╭─ Material provided

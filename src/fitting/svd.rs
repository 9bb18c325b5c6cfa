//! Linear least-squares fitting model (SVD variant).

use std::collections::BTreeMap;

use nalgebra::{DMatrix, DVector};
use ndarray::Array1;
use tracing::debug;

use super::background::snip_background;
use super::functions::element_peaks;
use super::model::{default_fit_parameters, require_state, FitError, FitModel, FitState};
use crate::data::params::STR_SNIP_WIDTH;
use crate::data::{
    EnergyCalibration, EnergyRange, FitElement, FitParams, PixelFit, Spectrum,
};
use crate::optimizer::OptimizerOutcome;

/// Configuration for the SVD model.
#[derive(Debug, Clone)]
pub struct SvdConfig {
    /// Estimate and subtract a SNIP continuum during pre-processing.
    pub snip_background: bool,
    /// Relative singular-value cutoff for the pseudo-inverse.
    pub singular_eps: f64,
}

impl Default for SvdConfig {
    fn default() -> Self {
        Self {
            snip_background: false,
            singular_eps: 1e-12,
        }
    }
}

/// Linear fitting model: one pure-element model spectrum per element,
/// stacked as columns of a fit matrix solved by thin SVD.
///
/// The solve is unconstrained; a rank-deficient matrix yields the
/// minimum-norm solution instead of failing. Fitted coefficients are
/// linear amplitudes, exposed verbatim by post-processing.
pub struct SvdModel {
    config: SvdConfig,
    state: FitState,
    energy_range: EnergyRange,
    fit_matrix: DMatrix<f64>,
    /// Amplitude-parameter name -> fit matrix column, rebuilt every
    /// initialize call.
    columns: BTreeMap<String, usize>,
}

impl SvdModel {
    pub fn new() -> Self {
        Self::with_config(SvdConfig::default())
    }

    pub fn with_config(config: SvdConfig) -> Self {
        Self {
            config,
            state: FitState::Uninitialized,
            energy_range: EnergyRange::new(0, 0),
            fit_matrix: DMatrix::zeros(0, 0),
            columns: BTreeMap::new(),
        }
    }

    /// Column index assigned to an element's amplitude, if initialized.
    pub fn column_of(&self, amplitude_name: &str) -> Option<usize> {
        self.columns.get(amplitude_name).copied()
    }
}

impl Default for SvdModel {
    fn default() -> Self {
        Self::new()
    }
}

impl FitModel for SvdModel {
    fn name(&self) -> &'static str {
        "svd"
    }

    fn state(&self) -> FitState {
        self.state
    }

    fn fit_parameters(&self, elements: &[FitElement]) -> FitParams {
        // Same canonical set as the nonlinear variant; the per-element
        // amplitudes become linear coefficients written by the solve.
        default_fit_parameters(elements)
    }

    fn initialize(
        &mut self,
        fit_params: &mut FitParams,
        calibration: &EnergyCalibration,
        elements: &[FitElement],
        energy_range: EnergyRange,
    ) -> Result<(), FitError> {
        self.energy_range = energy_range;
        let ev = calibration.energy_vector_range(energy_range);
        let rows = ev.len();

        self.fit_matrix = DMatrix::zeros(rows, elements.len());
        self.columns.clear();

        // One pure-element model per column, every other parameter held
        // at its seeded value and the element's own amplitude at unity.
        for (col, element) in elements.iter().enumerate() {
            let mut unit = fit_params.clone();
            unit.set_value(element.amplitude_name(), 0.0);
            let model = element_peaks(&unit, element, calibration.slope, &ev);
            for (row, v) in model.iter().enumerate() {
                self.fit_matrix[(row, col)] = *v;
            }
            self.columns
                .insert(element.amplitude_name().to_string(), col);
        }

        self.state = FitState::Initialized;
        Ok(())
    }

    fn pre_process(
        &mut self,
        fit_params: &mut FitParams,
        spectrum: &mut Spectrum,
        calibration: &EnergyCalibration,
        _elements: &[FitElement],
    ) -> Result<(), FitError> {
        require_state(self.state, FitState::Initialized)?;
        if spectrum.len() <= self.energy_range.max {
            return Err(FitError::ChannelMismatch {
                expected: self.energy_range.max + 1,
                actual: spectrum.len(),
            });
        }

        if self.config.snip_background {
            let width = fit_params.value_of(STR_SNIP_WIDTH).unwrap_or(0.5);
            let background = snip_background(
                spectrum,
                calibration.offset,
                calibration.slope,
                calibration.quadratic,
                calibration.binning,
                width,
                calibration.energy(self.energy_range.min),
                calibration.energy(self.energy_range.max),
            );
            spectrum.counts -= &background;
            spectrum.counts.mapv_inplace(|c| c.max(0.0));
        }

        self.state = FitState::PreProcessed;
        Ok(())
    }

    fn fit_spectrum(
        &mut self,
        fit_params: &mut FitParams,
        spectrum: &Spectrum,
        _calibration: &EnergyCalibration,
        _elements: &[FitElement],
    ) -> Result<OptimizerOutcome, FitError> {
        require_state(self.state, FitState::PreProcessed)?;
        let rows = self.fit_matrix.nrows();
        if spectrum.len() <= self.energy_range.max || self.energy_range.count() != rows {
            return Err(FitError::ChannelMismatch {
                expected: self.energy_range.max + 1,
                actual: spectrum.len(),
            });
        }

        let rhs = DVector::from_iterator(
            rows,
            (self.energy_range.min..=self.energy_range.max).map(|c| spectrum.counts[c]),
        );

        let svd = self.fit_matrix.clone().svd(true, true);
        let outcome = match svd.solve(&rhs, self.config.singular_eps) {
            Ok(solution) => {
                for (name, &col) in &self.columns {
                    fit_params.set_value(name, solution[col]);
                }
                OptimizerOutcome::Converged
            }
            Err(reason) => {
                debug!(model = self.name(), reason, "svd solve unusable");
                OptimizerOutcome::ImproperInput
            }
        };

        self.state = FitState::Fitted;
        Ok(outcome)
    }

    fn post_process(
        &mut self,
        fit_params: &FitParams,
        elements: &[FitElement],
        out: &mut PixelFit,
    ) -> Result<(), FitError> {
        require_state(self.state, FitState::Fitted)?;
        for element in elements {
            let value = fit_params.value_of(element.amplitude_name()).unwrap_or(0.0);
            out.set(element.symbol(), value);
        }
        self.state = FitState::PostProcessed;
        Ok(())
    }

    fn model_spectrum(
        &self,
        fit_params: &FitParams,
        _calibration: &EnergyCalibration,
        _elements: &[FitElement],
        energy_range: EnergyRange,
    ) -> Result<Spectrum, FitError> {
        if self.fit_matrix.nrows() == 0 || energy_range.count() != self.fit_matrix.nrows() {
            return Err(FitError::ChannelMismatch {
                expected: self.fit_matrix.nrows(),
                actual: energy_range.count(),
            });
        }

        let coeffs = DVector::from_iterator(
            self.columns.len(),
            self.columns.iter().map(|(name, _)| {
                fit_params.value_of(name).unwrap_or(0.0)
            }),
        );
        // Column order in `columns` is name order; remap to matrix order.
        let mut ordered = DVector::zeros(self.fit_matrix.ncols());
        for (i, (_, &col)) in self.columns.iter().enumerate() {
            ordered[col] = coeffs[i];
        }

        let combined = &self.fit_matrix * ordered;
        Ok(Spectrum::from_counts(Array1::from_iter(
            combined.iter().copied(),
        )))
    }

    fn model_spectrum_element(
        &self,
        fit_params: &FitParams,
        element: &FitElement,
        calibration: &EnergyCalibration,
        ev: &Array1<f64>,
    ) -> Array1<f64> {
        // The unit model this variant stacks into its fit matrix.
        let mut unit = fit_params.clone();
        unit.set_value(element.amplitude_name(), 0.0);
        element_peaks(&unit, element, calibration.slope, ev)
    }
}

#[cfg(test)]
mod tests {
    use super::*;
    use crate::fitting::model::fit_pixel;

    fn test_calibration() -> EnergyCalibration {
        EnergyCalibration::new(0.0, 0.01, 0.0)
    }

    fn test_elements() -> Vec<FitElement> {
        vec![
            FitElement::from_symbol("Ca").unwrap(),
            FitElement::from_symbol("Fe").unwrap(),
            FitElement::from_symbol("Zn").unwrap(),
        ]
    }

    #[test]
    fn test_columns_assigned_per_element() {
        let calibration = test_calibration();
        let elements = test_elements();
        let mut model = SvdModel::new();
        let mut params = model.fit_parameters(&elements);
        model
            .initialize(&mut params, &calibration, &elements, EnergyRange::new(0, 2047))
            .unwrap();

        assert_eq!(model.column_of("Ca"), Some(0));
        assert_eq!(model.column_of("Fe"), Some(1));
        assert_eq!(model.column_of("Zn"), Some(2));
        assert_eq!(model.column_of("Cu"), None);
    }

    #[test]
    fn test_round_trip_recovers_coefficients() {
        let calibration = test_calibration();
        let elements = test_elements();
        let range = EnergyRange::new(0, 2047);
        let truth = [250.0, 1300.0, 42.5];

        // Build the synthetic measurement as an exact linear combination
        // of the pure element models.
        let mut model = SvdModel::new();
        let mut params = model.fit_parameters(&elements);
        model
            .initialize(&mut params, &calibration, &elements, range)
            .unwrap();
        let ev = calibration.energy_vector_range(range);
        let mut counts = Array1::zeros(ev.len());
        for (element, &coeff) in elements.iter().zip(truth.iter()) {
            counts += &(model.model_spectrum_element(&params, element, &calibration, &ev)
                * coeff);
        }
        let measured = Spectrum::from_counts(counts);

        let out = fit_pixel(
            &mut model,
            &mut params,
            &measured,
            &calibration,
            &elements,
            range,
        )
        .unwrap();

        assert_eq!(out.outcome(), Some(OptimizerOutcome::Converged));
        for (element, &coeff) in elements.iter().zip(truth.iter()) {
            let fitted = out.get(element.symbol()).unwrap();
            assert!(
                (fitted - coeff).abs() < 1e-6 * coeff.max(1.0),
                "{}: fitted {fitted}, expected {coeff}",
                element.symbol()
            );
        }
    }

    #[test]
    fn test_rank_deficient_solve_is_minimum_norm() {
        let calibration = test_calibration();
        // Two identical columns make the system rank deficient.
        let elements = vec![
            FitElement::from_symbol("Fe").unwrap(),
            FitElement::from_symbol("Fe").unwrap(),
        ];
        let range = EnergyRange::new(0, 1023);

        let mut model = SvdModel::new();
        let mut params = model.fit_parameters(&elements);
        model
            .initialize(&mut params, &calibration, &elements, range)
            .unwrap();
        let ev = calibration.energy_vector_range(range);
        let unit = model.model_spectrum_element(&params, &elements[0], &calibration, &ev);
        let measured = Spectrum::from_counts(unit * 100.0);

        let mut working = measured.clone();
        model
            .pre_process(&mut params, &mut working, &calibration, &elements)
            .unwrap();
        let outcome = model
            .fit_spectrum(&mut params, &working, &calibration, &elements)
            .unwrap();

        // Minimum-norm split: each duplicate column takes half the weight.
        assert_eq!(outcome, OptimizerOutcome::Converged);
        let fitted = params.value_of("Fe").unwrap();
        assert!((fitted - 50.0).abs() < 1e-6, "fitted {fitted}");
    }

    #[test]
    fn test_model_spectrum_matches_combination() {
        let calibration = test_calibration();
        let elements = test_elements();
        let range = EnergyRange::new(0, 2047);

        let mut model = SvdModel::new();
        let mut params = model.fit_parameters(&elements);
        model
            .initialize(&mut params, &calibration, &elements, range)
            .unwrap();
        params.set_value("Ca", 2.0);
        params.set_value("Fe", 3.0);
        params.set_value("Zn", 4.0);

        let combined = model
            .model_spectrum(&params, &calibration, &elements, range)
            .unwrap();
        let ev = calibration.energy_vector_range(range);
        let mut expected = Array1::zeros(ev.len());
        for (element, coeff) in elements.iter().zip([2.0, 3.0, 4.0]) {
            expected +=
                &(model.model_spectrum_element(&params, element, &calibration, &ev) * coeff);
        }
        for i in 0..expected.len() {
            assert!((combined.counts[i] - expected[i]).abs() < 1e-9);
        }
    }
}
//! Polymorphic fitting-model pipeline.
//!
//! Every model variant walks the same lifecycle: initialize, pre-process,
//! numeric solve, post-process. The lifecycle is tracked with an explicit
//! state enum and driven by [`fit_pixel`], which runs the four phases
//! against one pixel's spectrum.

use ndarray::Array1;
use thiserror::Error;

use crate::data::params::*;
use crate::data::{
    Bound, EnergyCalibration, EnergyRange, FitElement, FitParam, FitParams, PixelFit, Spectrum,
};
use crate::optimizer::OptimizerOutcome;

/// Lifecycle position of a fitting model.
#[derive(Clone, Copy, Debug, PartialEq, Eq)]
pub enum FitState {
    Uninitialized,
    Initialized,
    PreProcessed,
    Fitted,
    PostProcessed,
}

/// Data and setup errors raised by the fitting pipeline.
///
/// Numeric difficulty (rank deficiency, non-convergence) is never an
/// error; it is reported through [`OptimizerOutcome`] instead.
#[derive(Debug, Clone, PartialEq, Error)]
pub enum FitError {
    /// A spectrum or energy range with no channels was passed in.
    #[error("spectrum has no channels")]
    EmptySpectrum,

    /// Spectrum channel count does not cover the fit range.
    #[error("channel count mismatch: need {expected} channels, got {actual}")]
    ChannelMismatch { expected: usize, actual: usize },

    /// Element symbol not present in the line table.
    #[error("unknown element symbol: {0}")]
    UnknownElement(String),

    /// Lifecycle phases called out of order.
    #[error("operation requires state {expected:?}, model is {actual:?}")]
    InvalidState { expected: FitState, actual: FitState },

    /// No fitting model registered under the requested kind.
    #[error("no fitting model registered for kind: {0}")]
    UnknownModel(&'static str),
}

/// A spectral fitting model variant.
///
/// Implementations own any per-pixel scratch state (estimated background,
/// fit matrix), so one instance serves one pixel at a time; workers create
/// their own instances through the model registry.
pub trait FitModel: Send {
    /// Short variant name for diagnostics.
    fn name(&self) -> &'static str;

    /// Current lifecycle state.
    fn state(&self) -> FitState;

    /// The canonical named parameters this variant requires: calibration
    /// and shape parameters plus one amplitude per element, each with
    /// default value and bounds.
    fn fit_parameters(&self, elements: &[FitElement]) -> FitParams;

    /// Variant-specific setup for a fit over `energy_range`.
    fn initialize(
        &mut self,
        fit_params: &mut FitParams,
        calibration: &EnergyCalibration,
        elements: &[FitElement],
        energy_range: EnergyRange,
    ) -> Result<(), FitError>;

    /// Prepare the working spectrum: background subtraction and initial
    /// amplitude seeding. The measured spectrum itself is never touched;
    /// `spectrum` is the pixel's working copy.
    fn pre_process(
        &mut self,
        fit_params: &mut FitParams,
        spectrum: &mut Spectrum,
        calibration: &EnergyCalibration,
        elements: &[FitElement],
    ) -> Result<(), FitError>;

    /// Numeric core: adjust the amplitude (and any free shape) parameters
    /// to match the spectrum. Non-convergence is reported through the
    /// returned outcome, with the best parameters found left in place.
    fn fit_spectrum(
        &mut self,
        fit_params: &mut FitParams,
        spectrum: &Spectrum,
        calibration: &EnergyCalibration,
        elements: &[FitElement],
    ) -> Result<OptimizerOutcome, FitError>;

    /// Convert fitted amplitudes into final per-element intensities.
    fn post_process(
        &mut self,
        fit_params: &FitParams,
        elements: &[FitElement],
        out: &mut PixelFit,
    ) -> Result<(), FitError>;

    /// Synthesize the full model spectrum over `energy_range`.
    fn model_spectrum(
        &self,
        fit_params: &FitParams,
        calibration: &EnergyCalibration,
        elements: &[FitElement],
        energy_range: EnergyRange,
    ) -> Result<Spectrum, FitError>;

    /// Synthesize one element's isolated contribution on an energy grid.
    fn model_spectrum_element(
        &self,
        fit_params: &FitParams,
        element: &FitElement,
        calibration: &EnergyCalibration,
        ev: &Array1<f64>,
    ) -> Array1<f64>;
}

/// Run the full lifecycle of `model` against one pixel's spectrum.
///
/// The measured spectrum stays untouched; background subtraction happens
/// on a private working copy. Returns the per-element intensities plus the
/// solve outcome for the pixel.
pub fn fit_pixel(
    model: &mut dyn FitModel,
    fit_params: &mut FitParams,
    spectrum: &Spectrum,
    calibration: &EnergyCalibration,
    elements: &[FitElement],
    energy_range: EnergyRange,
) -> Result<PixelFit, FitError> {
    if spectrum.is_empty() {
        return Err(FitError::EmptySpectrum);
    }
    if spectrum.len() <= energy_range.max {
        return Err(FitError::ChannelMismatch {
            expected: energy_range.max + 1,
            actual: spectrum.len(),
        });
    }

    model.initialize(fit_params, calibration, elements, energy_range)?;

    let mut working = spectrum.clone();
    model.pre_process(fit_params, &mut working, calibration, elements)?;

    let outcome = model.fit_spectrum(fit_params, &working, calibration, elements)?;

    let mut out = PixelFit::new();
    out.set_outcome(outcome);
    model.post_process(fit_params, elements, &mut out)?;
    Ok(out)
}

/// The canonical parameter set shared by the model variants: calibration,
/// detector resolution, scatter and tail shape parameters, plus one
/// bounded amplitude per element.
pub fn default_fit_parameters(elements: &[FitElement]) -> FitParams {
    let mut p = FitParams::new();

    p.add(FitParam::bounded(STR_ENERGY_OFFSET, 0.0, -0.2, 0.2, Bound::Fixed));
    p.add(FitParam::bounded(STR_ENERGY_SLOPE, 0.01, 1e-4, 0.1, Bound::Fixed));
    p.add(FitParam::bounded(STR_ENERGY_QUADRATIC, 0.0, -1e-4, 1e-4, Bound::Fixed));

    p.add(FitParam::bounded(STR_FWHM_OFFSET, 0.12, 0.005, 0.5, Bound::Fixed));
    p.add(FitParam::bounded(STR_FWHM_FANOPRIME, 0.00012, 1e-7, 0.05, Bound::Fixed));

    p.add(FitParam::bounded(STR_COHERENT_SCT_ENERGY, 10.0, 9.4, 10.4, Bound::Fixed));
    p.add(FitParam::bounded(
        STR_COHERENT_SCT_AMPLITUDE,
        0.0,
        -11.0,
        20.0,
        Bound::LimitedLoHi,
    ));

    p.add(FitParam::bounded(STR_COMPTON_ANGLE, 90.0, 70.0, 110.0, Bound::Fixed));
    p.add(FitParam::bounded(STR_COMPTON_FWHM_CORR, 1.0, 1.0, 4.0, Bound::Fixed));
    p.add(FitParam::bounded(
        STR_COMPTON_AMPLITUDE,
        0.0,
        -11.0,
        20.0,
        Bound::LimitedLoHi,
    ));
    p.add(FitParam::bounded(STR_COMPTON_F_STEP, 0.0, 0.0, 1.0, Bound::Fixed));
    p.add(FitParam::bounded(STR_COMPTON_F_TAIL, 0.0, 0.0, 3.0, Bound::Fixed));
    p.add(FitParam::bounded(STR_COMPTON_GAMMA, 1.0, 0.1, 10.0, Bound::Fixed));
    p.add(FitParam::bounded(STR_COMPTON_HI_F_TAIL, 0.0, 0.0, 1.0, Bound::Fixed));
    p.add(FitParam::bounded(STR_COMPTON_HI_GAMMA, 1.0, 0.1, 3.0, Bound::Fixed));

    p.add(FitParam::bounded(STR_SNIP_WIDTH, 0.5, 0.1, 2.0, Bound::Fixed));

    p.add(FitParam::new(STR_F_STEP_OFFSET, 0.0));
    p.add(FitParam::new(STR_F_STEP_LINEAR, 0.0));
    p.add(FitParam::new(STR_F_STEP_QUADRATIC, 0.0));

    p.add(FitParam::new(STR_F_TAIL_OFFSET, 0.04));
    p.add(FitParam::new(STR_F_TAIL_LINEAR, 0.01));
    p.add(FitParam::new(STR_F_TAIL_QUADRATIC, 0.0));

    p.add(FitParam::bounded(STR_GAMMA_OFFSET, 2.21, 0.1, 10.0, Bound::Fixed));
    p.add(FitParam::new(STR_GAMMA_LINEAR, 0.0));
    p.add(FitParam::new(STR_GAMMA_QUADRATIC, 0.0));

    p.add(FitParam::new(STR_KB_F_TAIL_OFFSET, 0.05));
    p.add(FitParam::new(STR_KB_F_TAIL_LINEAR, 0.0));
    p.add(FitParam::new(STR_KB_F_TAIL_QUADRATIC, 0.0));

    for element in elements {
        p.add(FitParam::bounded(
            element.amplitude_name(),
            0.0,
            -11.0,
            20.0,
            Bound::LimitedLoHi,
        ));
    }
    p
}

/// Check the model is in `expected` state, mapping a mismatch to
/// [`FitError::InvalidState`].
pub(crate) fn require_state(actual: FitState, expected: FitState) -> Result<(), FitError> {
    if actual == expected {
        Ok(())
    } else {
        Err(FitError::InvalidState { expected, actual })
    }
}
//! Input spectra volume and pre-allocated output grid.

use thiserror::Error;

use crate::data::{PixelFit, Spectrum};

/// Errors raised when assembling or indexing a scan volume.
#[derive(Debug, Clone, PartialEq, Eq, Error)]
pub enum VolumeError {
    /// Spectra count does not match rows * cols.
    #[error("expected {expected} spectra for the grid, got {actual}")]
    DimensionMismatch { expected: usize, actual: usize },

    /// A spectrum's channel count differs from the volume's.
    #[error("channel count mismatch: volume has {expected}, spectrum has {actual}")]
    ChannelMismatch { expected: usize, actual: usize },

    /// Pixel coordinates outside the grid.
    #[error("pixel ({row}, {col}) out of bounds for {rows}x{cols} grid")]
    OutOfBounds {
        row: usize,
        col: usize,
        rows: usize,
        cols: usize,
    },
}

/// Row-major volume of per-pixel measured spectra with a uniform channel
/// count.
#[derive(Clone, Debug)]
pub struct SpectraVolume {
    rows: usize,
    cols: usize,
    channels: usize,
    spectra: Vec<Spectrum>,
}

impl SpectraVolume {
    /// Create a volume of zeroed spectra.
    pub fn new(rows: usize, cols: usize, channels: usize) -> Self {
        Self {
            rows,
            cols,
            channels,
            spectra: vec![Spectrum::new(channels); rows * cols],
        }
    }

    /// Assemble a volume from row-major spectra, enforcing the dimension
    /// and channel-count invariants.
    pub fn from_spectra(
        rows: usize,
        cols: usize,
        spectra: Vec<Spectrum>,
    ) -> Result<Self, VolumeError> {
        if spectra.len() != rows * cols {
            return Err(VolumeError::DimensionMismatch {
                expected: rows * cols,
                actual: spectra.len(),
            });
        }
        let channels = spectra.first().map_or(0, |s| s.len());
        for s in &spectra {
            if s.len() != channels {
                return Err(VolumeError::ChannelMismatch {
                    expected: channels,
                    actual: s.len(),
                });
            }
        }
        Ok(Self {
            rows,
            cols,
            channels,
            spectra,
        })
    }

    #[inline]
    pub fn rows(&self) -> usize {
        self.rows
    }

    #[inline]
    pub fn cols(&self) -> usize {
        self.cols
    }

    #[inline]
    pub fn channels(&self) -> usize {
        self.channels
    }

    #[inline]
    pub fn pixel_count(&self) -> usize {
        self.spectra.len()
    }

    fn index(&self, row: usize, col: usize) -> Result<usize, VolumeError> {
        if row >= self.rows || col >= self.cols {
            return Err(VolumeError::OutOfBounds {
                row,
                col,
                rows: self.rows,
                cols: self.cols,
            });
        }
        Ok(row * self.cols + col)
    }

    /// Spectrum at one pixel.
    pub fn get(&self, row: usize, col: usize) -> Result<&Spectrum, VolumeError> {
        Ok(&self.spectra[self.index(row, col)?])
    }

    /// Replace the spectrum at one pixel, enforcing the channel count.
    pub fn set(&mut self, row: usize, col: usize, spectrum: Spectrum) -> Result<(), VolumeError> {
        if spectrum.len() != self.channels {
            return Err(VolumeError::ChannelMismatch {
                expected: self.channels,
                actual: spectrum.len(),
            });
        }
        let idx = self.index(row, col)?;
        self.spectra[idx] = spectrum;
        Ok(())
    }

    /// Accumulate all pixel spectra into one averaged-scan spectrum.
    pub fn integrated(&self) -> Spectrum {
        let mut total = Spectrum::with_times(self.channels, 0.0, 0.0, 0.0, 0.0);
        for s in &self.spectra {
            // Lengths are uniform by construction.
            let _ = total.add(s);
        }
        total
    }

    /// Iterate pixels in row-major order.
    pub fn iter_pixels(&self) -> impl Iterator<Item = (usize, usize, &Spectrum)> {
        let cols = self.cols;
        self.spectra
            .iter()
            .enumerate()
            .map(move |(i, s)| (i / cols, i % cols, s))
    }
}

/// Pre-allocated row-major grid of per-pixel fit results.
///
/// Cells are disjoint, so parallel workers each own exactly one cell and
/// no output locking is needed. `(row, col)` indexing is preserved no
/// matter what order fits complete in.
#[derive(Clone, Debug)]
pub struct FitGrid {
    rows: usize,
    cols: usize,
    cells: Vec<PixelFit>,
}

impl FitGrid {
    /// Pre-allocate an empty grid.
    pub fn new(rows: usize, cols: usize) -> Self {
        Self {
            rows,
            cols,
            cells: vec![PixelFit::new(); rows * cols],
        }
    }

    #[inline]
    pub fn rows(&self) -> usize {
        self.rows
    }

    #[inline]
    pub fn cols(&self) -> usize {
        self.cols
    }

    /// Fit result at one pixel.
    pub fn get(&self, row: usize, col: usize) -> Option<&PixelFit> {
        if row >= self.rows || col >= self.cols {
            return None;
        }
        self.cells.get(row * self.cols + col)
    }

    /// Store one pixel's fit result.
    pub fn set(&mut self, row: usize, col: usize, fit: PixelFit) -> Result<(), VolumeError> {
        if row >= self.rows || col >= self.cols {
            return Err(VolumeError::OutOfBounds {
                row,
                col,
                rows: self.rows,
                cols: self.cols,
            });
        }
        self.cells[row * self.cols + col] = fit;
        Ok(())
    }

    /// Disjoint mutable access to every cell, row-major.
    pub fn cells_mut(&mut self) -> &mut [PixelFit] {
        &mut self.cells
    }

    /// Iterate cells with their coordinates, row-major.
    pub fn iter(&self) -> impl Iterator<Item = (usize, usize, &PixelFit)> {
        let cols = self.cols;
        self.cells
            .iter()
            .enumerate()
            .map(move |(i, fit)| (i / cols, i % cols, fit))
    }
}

╰─

Work to be completed:
Return only the stretch of the material above from the line holding "pub fn new(rows: usize, cols: usize, channels: usize)" through the line holding "let idx = self.index(row, col)?;", copied exactly.

Result for this exercise:
    pub fn new(rows: usize, cols: usize, channels: usize) -> Self {
        Self {
            rows,
            cols,
            channels,
            spectra: vec![Spectrum::new(channels); rows * cols],
        }
    }

    /// Assemble a volume from row-major spectra, enforcing the dimension
    /// and channel-count invariants.
    pub fn from_spectra(
        rows: usize,
        cols: usize,
        spectra: Vec<Spectrum>,
    ) -> Result<Self, VolumeError> {
        if spectra.len() != rows * cols {
            return Err(VolumeError::DimensionMismatch {
                expected: rows * cols,
                actual: spectra.len(),
            });
        }
        let channels = spectra.first().map_or(0, |s| s.len());
        for s in &spectra {
            if s.len() != channels {
                return Err(VolumeError::ChannelMismatch {
                    expected: channels,
                    actual: s.len(),
                });
            }
        }
        Ok(Self {
            rows,
            cols,
            channels,
            spectra,
        })
    }

    #[inline]
    pub fn rows(&self) -> usize {
        self.rows
    }

    #[inline]
    pub fn cols(&self) -> usize {
        self.cols
    }

    #[inline]
    pub fn channels(&self) -> usize {
        self.channels
    }

    #[inline]
    pub fn pixel_count(&self) -> usize {
        self.spectra.len()
    }

    fn index(&self, row: usize, col: usize) -> Result<usize, VolumeError> {
        if row >= self.rows || col >= self.cols {
            return Err(VolumeError::OutOfBounds {
                row,
                col,
                rows: self.rows,
                cols: self.cols,
            });
        }
        Ok(row * self.cols + col)
    }

    /// Spectrum at one pixel.
    pub fn get(&self, row: usize, col: usize) -> Result<&Spectrum, VolumeError> {
        Ok(&self.spectra[self.index(row, col)?])
    }

    /// Replace the spectrum at one pixel, enforcing the channel count.
    pub fn set(&mut self, row: usize, col: usize, spectrum: Spectrum) -> Result<(), VolumeError> {
        if spectrum.len() != self.channels {
            return Err(VolumeError::ChannelMismatch {
                expected: self.channels,
                actual: spectrum.len(),
            });
        }
        let idx = self.index(row, col)?;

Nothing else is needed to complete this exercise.